There are a few animals, a select group, that have the ability to sleep with one eye open. This list of semi-gazers includes dolphins and some types of bird. The way the process works with crocodiles, scientists from La Trobe University suggest, is that the animals sleep with one brain hemisphere active and the other in sleep mode. Over time the crocodile switches between brain hemispheres, so that the eye which remains open alters. In other words — half brain sleeping or “sleeping unihemispherically.”

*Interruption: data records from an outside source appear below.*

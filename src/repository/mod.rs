//! Repository layer for database persistence.
//!
//! All database access uses Diesel with the async SQLite wrapper.

pub mod context;
pub mod job;
pub mod lead;
pub mod models;
pub mod pool;
pub mod scrape_log;
pub mod source;
pub mod util;

pub use context::DbContext;
pub use job::JobRepository;
pub use lead::LeadRepository;
pub use pool::{DbError, SqlitePool};
pub use scrape_log::ScrapeLogRepository;
pub use source::SourceRepository;
pub use util::{parse_datetime, parse_datetime_opt};
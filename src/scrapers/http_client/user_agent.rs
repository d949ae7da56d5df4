//! User agent rotation and browser-like request headers.

use rand::Rng;

/// Real browser user agents, rotated per request.
pub const USER_AGENTS: &[&str] = &[
    // Chrome on Windows
    "Mozilla/5.0 (Windows NT 10.0; Win64; x64) AppleWebKit/537.36 (KHTML, like Gecko) Chrome/131.0.0.0 Safari/537.36",
    "Mozilla/5.0 (Windows NT 10.0; Win64; x64) AppleWebKit/537.36 (KHTML, like Gecko) Chrome/130.0.0.0 Safari/537.36",
    // Chrome on Mac
    "Mozilla/5.0 (Macintosh; Intel Mac OS X 10_15_7) AppleWebKit/537.36 (KHTML, like Gecko) Chrome/131.0.0.0 Safari/537.36",
    // Firefox
    "Mozilla/5.0 (Windows NT 10.0; Win64; x64; rv:133.0) Gecko/20100101 Firefox/133.0",
    "Mozilla/5.0 (Macintosh; Intel Mac OS X 10.15; rv:133.0) Gecko/20100101 Firefox/133.0",
    // Safari on Mac
    "Mozilla/5.0 (Macintosh; Intel Mac OS X 10_15_7) AppleWebKit/605.1.15 (KHTML, like Gecko) Version/18.1 Safari/605.1.15",
    // Edge on Windows
    "Mozilla/5.0 (Windows NT 10.0; Win64; x64) AppleWebKit/537.36 (KHTML, like Gecko) Chrome/131.0.0.0 Safari/537.36 Edg/131.0.0.0",
];

/// Pick a random user agent.
pub fn random_user_agent() -> &'static str {
    USER_AGENTS[rand::rng().random_range(0..USER_AGENTS.len())]
}

/// Header set for a top-level page navigation.
///
/// Accept-Encoding is left to the client so responses are decoded.
pub fn navigation_headers(referer: Option<&str>) -> Vec<(&'static str, String)> {
    let mut headers = vec![
        ("User-Agent", random_user_agent().to_string()),
        (
            "Accept",
            "text/html,application/xhtml+xml,application/xml;q=0.9,image/webp,*/*;q=0.8".to_string(),
        ),
        ("Accept-Language", "en-US,en;q=0.5".to_string()),
        ("DNT", "1".to_string()),
        ("Connection", "keep-alive".to_string()),
        ("Upgrade-Insecure-Requests", "1".to_string()),
        ("Sec-Fetch-Dest", "document".to_string()),
        ("Sec-Fetch-Mode", "navigate".to_string()),
        ("Sec-Fetch-Site", if referer.is_some() { "same-origin" } else { "none" }.to_string()),
    ];
    if let Some(referer) = referer {
        headers.push(("Referer", referer.to_string()));
    }
    headers
}

/// Smaller header set used on the proxied path.
pub fn proxied_headers() -> Vec<(&'static str, String)> {
    vec![
        ("User-Agent", random_user_agent().to_string()),
        (
            "Accept",
            "text/html,application/xhtml+xml,application/xml;q=0.9,*/*;q=0.8".to_string(),
        ),
        ("Accept-Language", "en-US,en;q=0.9".to_string()),
        ("DNT", "1".to_string()),
        ("Connection", "keep-alive".to_string()),
    ]
}
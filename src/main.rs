//! harvest - command line front end for leadharvest.

mod cli;

use tracing_subscriber::{layer::SubscriberExt, util::SubscriberInitExt};

#[tokio::main]
async fn main() -> anyhow::Result<()> {
    // Load .env file if present (before anything else)
    let _ = dotenvy::dotenv();

    let default_filter = if cli::is_verbose() {
        "leadharvest=info"
    } else {
        "leadharvest=warn"
    };

    tracing_subscriber::registry()
        .with(
            tracing_subscriber::EnvFilter::try_from_default_env()
                .unwrap_or_else(|_| default_filter.into()),
        )
        .with(tracing_subscriber::fmt::layer())
        .init();

    cli::run().await
}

It is hoped, through future research involving electrophysiological recordings, to confirm exactly what is happening. The scientists point out that because humans sleep by shutting down the entire brain this is not necessarily so, at all times, for crocodiles.
This wariness on the part of the crocodile remains, however, unusual behavior. Most times a crocodile will sleep with both eyes closed. The scientists found out about the occasional one-eye sleep through filming thousands of hours of slumbering reptilians. The behavior was observed when another crocodile was introduced near to a sleeping crocodile or if a human came close. The researchers noted that the opening of an eye is “consistent with a vigilance function.”
Speaking with BBC Science, lead researcher John Lesku noted: “They definitely monitored the human when they were in the room. But even after the human left the room, the animal still kept its open eye… directed towards the location where the human had been – suggesting that they were keeping an eye out for potential threats.”
The new discovery has been reported to the the Journal of Experimental Biology, in a paper titled “Unihemispheric sleep in crocodilians?”